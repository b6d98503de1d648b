//! Streaming chat-turn engine.
//!
//! Formats a Llama 3 prompt, checks it against the input token limit and
//! streams the growing assistant response token by token.

pub mod chat;
pub mod error;
pub mod inference;
pub mod settings;
pub mod types;

pub use chat::{ChatTurnController, TurnStream};
pub use error::{ChatError, SettingsError};
pub use inference::InferenceBackend;
pub use settings::ChatSettings;
pub use types::{ConversationHistory, ConversationTurn, GenerationConfig};
use thiserror::Error;

/// Errors surfaced by the chat-turn controller and the inference capability.
#[derive(Debug, Error, Clone, PartialEq)]
pub enum ChatError {
    /// Formatted prompt is longer than the admission limit.
    #[error(
        "The accumulated input is too long ({measured} > {limit}). Clear your chat history and try again."
    )]
    InputTooLong { measured: usize, limit: usize },

    /// Requested generation budget is above the configured ceiling.
    #[error("Requested {requested} new tokens but the configured ceiling is {ceiling}")]
    Config { requested: u32, ceiling: u32 },

    #[error("Invalid generation parameter `{name}`: {reason}")]
    InvalidParameter { name: &'static str, reason: String },

    #[error("Inference capability unavailable: {0}")]
    InferenceUnavailable(String),

    #[error("Tokenization failed: {0}")]
    Tokenization(String),

    #[error("Inference failed: {0}")]
    Inference(String),
}

/// Errors raised while assembling `ChatSettings` at startup.
#[derive(Debug, Error, PartialEq)]
pub enum SettingsError {
    #[error("`{0}` must be greater than zero")]
    Zero(&'static str),

    #[error("Context size {context} cannot hold an admitted prompt of {required} tokens")]
    ContextTooSmall { context: u32, required: u64 },
}

#[cfg(test)]
mod tests {
    use super::*;

    #[test]
    fn test_input_too_long_message_carries_both_numbers() {
        let err = ChatError::InputTooLong {
            measured: 4100,
            limit: 4000,
        };
        let msg = err.to_string();
        assert!(msg.contains("4100 > 4000"));
        assert!(msg.contains("Clear your chat history"));
    }
}
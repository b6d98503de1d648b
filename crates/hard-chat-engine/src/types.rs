use serde::{Deserialize, Serialize};
use std::ops::Deref;

use crate::error::ChatError;

/// One user message paired with the assistant's response to it.
///
/// Travels as a two-element array `["user", "assistant"]`, the shape chat
/// widgets consume.
#[derive(Debug, Clone, PartialEq, Eq, Default, Serialize, Deserialize)]
#[serde(from = "(String, String)", into = "(String, String)")]
pub struct ConversationTurn {
    pub user_message: String,
    pub assistant_response: String,
}

impl ConversationTurn {
    pub fn new(user_message: impl Into<String>, assistant_response: impl Into<String>) -> Self {
        Self {
            user_message: user_message.into(),
            assistant_response: assistant_response.into(),
        }
    }
}

impl From<(String, String)> for ConversationTurn {
    fn from((user_message, assistant_response): (String, String)) -> Self {
        Self {
            user_message,
            assistant_response,
        }
    }
}

impl From<ConversationTurn> for (String, String) {
    fn from(turn: ConversationTurn) -> Self {
        (turn.user_message, turn.assistant_response)
    }
}

/// Chronological list of turns. Owned by the shell; the controller only borrows it.
#[derive(Debug, Clone, PartialEq, Eq, Default, Serialize, Deserialize)]
#[serde(transparent)]
pub struct ConversationHistory(Vec<ConversationTurn>);

impl ConversationHistory {
    pub fn new() -> Self {
        Self::default()
    }

    pub fn push(&mut self, turn: ConversationTurn) {
        self.0.push(turn);
    }

    /// Remove the newest turn and hand back its user message (`""` when empty).
    pub fn pop_last(&mut self) -> String {
        self.0
            .pop()
            .map(|turn| turn.user_message)
            .unwrap_or_default()
    }

    /// Snapshot of `self + [turn]`, published for every streamed update.
    pub fn with_turn(&self, turn: ConversationTurn) -> Self {
        let mut turns = Vec::with_capacity(self.0.len() + 1);
        turns.extend_from_slice(&self.0);
        turns.push(turn);
        Self(turns)
    }
}

impl Deref for ConversationHistory {
    type Target = [ConversationTurn];

    fn deref(&self) -> &Self::Target {
        &self.0
    }
}

impl From<Vec<ConversationTurn>> for ConversationHistory {
    fn from(turns: Vec<ConversationTurn>) -> Self {
        Self(turns)
    }
}

/// Sampling knobs for one generation call.
#[derive(Debug, Clone, PartialEq, Serialize, Deserialize)]
#[serde(default)]
pub struct GenerationConfig {
    pub max_new_tokens: u32,
    pub temperature: f32,
    pub top_p: f32,
    pub top_k: u32,
    /// Fixed sampler seed; random per call when absent.
    #[serde(skip_serializing_if = "Option::is_none")]
    pub seed: Option<u32>,
}

impl Default for GenerationConfig {
    fn default() -> Self {
        Self {
            max_new_tokens: 1024,
            temperature: 1.0,
            top_p: 0.95,
            top_k: 50,
            seed: None,
        }
    }
}

impl GenerationConfig {
    /// Check the budget against `ceiling` first, then the sampling ranges.
    pub fn validate(&self, ceiling: u32) -> Result<(), ChatError> {
        if self.max_new_tokens > ceiling {
            return Err(ChatError::Config {
                requested: self.max_new_tokens,
                ceiling,
            });
        }
        if self.max_new_tokens == 0 {
            return Err(ChatError::InvalidParameter {
                name: "max_new_tokens",
                reason: "must be at least 1".to_string(),
            });
        }
        if !self.temperature.is_finite() || self.temperature <= 0.0 {
            return Err(ChatError::InvalidParameter {
                name: "temperature",
                reason: format!("must be a positive number, got {}", self.temperature),
            });
        }
        if !(self.top_p > 0.0 && self.top_p <= 1.0) {
            return Err(ChatError::InvalidParameter {
                name: "top_p",
                reason: format!("must be in (0, 1], got {}", self.top_p),
            });
        }
        if self.top_k == 0 {
            return Err(ChatError::InvalidParameter {
                name: "top_k",
                reason: "must be at least 1".to_string(),
            });
        }
        Ok(())
    }
}

#[cfg(test)]
mod tests {
    use super::*;

    #[test]
    fn test_turn_serializes_as_pair() {
        let turn = ConversationTurn::new("Hi", "Hello!");
        let json = serde_json::to_string(&turn).unwrap();
        assert_eq!(json, r#"["Hi","Hello!"]"#);

        let back: ConversationTurn = serde_json::from_str(&json).unwrap();
        assert_eq!(back, turn);
    }

    #[test]
    fn test_history_is_a_plain_array() {
        let history: ConversationHistory =
            serde_json::from_str(r#"[["a","b"],["c",""]]"#).unwrap();
        assert_eq!(history.len(), 2);
        assert_eq!(history[1].user_message, "c");
        assert!(history[1].assistant_response.is_empty());
    }

    #[test]
    fn test_pop_last_returns_message_or_empty() {
        let mut history = ConversationHistory::new();
        assert_eq!(history.pop_last(), "");

        history.push(ConversationTurn::new("first", "one"));
        history.push(ConversationTurn::new("second", ""));
        assert_eq!(history.pop_last(), "second");
        assert_eq!(history.len(), 1);
        assert_eq!(history.pop_last(), "first");
        assert!(history.is_empty());
    }

    #[test]
    fn test_with_turn_leaves_original_untouched() {
        let mut history = ConversationHistory::new();
        history.push(ConversationTurn::new("q", "a"));
        let snapshot = history.with_turn(ConversationTurn::new("next", "partial"));
        assert_eq!(history.len(), 1);
        assert_eq!(snapshot.len(), 2);
        assert_eq!(snapshot[1].assistant_response, "partial");
    }

    #[test]
    fn test_budget_over_ceiling_is_config_error() {
        let config = GenerationConfig {
            max_new_tokens: 2049,
            ..GenerationConfig::default()
        };
        assert_eq!(
            config.validate(2048),
            Err(ChatError::Config {
                requested: 2049,
                ceiling: 2048
            })
        );
    }

    #[test]
    fn test_budget_at_or_below_ceiling_never_config_error() {
        for max_new_tokens in [1, 100, 2047, 2048] {
            let config = GenerationConfig {
                max_new_tokens,
                ..GenerationConfig::default()
            };
            assert!(config.validate(2048).is_ok(), "{max_new_tokens}");
        }
    }

    #[test]
    fn test_ceiling_checked_before_sampling_ranges() {
        let config = GenerationConfig {
            max_new_tokens: 10,
            temperature: -1.0,
            ..GenerationConfig::default()
        };
        assert!(matches!(config.validate(5), Err(ChatError::Config { .. })));
    }

    #[test]
    fn test_sampling_ranges() {
        let bad = [
            GenerationConfig {
                max_new_tokens: 0,
                ..GenerationConfig::default()
            },
            GenerationConfig {
                temperature: 0.0,
                ..GenerationConfig::default()
            },
            GenerationConfig {
                temperature: f32::NAN,
                ..GenerationConfig::default()
            },
            GenerationConfig {
                top_p: 0.0,
                ..GenerationConfig::default()
            },
            GenerationConfig {
                top_p: 1.5,
                ..GenerationConfig::default()
            },
            GenerationConfig {
                top_k: 0,
                ..GenerationConfig::default()
            },
        ];
        for config in bad {
            assert!(
                matches!(config.validate(2048), Err(ChatError::InvalidParameter { .. })),
                "{config:?}"
            );
        }
        let edge = GenerationConfig {
            top_p: 1.0,
            ..GenerationConfig::default()
        };
        assert!(edge.validate(2048).is_ok());
    }

    #[test]
    fn test_partial_json_fills_defaults() {
        let config: GenerationConfig = serde_json::from_str(r#"{"top_k": 7}"#).unwrap();
        assert_eq!(config.top_k, 7);
        assert_eq!(config.max_new_tokens, 1024);
        assert!(config.seed.is_none());
    }
}
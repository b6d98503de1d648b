//! Inference capability consumed by the chat engine.
//!
//! The controller only talks to [`InferenceBackend`]; the llama.cpp
//! implementation lives behind the `llama` feature and a deterministic
//! scripted backend is always available for tests and mock serving.

use std::sync::MutexGuard;

use crate::error::ChatError;

#[cfg(feature = "llama")]
mod llama;
pub mod mock;
#[cfg(feature = "llama")]
mod sampler;

#[cfg(feature = "llama")]
pub use llama::LlamaInference;
pub use mock::ScriptedInference;

/// Vocabulary index as the backend reports it.
pub type TokenId = i32;

/// Lazy sequence of sampled token ids for one generation call.
///
/// Pulling advances the sampler; dropping the stream releases the backend.
pub type TokenStream<'a> = Box<dyn Iterator<Item = Result<TokenId, ChatError>> + 'a>;

/// Token stream that owns the backend's exclusivity lock.
///
/// Field order matters: `inner` (and whatever per-call state it owns) is
/// dropped before the lock is released.
pub(crate) struct Exclusive<'a, T> {
    inner: T,
    _guard: MutexGuard<'a, ()>,
}

impl<'a, T> Exclusive<'a, T> {
    pub(crate) fn new(guard: MutexGuard<'a, ()>, inner: T) -> Self {
        Self {
            inner,
            _guard: guard,
        }
    }
}

impl<T: Iterator> Iterator for Exclusive<'_, T> {
    type Item = T::Item;

    fn next(&mut self) -> Option<Self::Item> {
        self.inner.next()
    }
}

/// Seed llama.cpp interprets as "pick one at random".
pub const RANDOM_SEED: u32 = u32::MAX;

/// Sampling parameters passed to the backend for a single stream.
#[derive(Debug, Clone, Copy, PartialEq)]
pub struct SamplingParams {
    pub temperature: f32,
    pub top_p: f32,
    pub top_k: u32,
    pub seed: u32,
}

impl Default for SamplingParams {
    fn default() -> Self {
        Self {
            temperature: 1.0,
            top_p: 0.95,
            top_k: 50,
            seed: RANDOM_SEED,
        }
    }
}

/// Tokenizer plus token-by-token sampler.
///
/// Implementations must allow at most one live [`TokenStream`] at a time.
pub trait InferenceBackend: Send + Sync {
    /// Encode `text` the way generation will see it.
    fn tokenize(&self, text: &str) -> Result<Vec<TokenId>, ChatError>;

    fn count_tokens(&self, text: &str) -> Result<usize, ChatError> {
        Ok(self.tokenize(text)?.len())
    }

    /// Evaluate `prompt` and return the sampler stream. The end-of-sequence
    /// token is yielded like any other; the stream ends after it.
    fn sample_stream<'a>(
        &'a self,
        prompt: &[TokenId],
        params: &SamplingParams,
    ) -> Result<TokenStream<'a>, ChatError>;

    /// Raw bytes for `tokens`. A single token may carry part of a UTF-8 character.
    fn detokenize(&self, tokens: &[TokenId]) -> Result<Vec<u8>, ChatError>;

    fn eos_token(&self) -> TokenId;

    fn is_end_of_sequence(&self, token: TokenId) -> bool {
        token == self.eos_token()
    }

    /// Short human-readable description for health checks and logs.
    fn describe(&self) -> String;
}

____

_ABOUT THIS EXERCISE_
Show every line above in which the word "SamplingParams" is found.

_EXERCISE RESULT_
pub struct SamplingParams {
impl Default for SamplingParams {
        params: &SamplingParams,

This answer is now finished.